Reproduce the records exactly.
**** RECORDS TO PROCESS
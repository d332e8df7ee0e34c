pub mod metrics;
pub mod sanitize;
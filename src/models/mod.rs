pub mod courier;
pub mod delivery;
pub mod tracking;
use axum::extract::multipart::{MultipartError, MultipartRejection};
use axum::extract::rejection::JsonRejection;
use axum::http::StatusCode;
use axum::response::{IntoResponse, Response};
use axum::Json;
use serde_json::json;
use thiserror::Error;

#[derive(Debug, Error)]
pub enum AppError {
    #[error("not found: {0}")]
    NotFound(String),

    #[error("bad request: {0}")]
    BadRequest(String),

    #[error("invalid status: {0}")]
    InvalidStatus(String),

    #[error("conflict: {0}")]
    Conflict(String),

    #[error("restaurant not available")]
    RestaurantUnavailable,

    #[error("no matching courier available")]
    NoAvailableCouriers,

    #[error("reassignment failed: {0}")]
    ReassignmentFailed(String),

    #[error("upstream failure: {0}")]
    Upstream(String),

    #[error("unauthorized: {0}")]
    Unauthorized(String),

    #[error("forbidden: {0}")]
    Forbidden(String),

    #[error("internal error: {0}")]
    Internal(String),
}

impl AppError {
    pub fn status(&self) -> StatusCode {
        match self {
            AppError::NotFound(_) | AppError::NoAvailableCouriers => StatusCode::NOT_FOUND,
            AppError::BadRequest(_)
            | AppError::InvalidStatus(_)
            | AppError::RestaurantUnavailable => StatusCode::BAD_REQUEST,
            AppError::Conflict(_) => StatusCode::CONFLICT,
            AppError::Unauthorized(_) => StatusCode::UNAUTHORIZED,
            AppError::Forbidden(_) => StatusCode::FORBIDDEN,
            AppError::ReassignmentFailed(_) | AppError::Upstream(_) | AppError::Internal(_) => {
                StatusCode::INTERNAL_SERVER_ERROR
            }
        }
    }

    /// Client-facing text. Server-side failures never echo their detail.
    pub fn client_message(&self) -> String {
        match self {
            AppError::NotFound(msg)
            | AppError::BadRequest(msg)
            | AppError::Conflict(msg)
            | AppError::Unauthorized(msg)
            | AppError::Forbidden(msg) => msg.clone(),
            AppError::InvalidStatus(_) => "Invalid status".to_string(),
            AppError::RestaurantUnavailable => "Restaurant not available".to_string(),
            AppError::NoAvailableCouriers => "No matching driver available".to_string(),
            AppError::ReassignmentFailed(_) => "Error reassigning delivery".to_string(),
            AppError::Upstream(_) => "Upstream service unavailable".to_string(),
            AppError::Internal(_) => "Something went wrong".to_string(),
        }
    }
}

impl IntoResponse for AppError {
    fn into_response(self) -> Response {
        let status = self.status();
        if status.is_server_error() {
            tracing::error!(error = %self, "request failed");
        }

        let body = Json(json!({
            "message": self.client_message()
        }));

        (status, body).into_response()
    }
}

impl From<JsonRejection> for AppError {
    fn from(rejection: JsonRejection) -> Self {
        AppError::BadRequest(rejection.body_text())
    }
}

impl From<MultipartRejection> for AppError {
    fn from(rejection: MultipartRejection) -> Self {
        AppError::BadRequest(rejection.body_text())
    }
}

impl From<MultipartError> for AppError {
    fn from(err: MultipartError) -> Self {
        AppError::BadRequest(format!("malformed multipart body: {}", err.body_text()))
    }
}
********
WRITTEN SOLUTION:
repository d332e8df7ee0e34c
pub mod metrics;
pub mod sanitize;
filename src/models/mod.rs
pub mod courier;
pub mod delivery;
pub mod tracking;
use axum::extract::multipart::{MultipartError, MultipartRejection};
use axum::extract::rejection::JsonRejection;
use axum::http::StatusCode;
use axum::response::{IntoResponse, Response};
use axum::Json;
use serde_json::json;
use thiserror::Error;

#[derive(Debug, Error)]
pub enum AppError {
    #[error("not found: {0}")]
    NotFound(String),

    #[error("bad request: {0}")]
    BadRequest(String),

    #[error("invalid status: {0}")]
    InvalidStatus(String),

    #[error("conflict: {0}")]
    Conflict(String),

    #[error("restaurant not available")]
    RestaurantUnavailable,

    #[error("no matching courier available")]
    NoAvailableCouriers,

    #[error("reassignment failed: {0}")]
    ReassignmentFailed(String),

    #[error("upstream failure: {0}")]
    Upstream(String),

    #[error("unauthorized: {0}")]
    Unauthorized(String),

    #[error("forbidden: {0}")]
    Forbidden(String),

    #[error("internal error: {0}")]
    Internal(String),
}

impl AppError {
    pub fn status(&self) -> StatusCode {
        match self {
            AppError::NotFound(_) | AppError::NoAvailableCouriers => StatusCode::NOT_FOUND,
            AppError::BadRequest(_)
            | AppError::InvalidStatus(_)
            | AppError::RestaurantUnavailable => StatusCode::BAD_REQUEST,
            AppError::Conflict(_) => StatusCode::CONFLICT,
            AppError::Unauthorized(_) => StatusCode::UNAUTHORIZED,
            AppError::Forbidden(_) => StatusCode::FORBIDDEN,
            AppError::ReassignmentFailed(_) | AppError::Upstream(_) | AppError::Internal(_) => {
                StatusCode::INTERNAL_SERVER_ERROR
            }
        }
    }

    /// Client-facing text. Server-side failures never echo their detail.
    pub fn client_message(&self) -> String {
        match self {
            AppError::NotFound(msg)
            | AppError::BadRequest(msg)
            | AppError::Conflict(msg)
            | AppError::Unauthorized(msg)
            | AppError::Forbidden(msg) => msg.clone(),
            AppError::InvalidStatus(_) => "Invalid status".to_string(),
            AppError::RestaurantUnavailable => "Restaurant not available".to_string(),
            AppError::NoAvailableCouriers => "No matching driver available".to_string(),
            AppError::ReassignmentFailed(_) => "Error reassigning delivery".to_string(),
            AppError::Upstream(_) => "Upstream service unavailable".to_string(),
            AppError::Internal(_) => "Something went wrong".to_string(),
        }
    }
}

impl IntoResponse for AppError {
    fn into_response(self) -> Response {
        let status = self.status();
        if status.is_server_error() {
            tracing::error!(error = %self, "request failed");
        }

        let body = Json(json!({
            "message": self.client_message()
        }));

        (status, body).into_response()
    }
}

impl From<JsonRejection> for AppError {
    fn from(rejection: JsonRejection) -> Self {
        AppError::BadRequest(rejection.body_text())
    }
}

impl From<MultipartRejection> for AppError {
    fn from(rejection: MultipartRejection) -> Self {
        AppError::BadRequest(rejection.body_text())
    }
}

impl From<MultipartError> for AppError {
    fn from(err: MultipartError) -> Self {
        AppError::BadRequest(format!("malformed multipart body: {}", err.body_text()))
    }
}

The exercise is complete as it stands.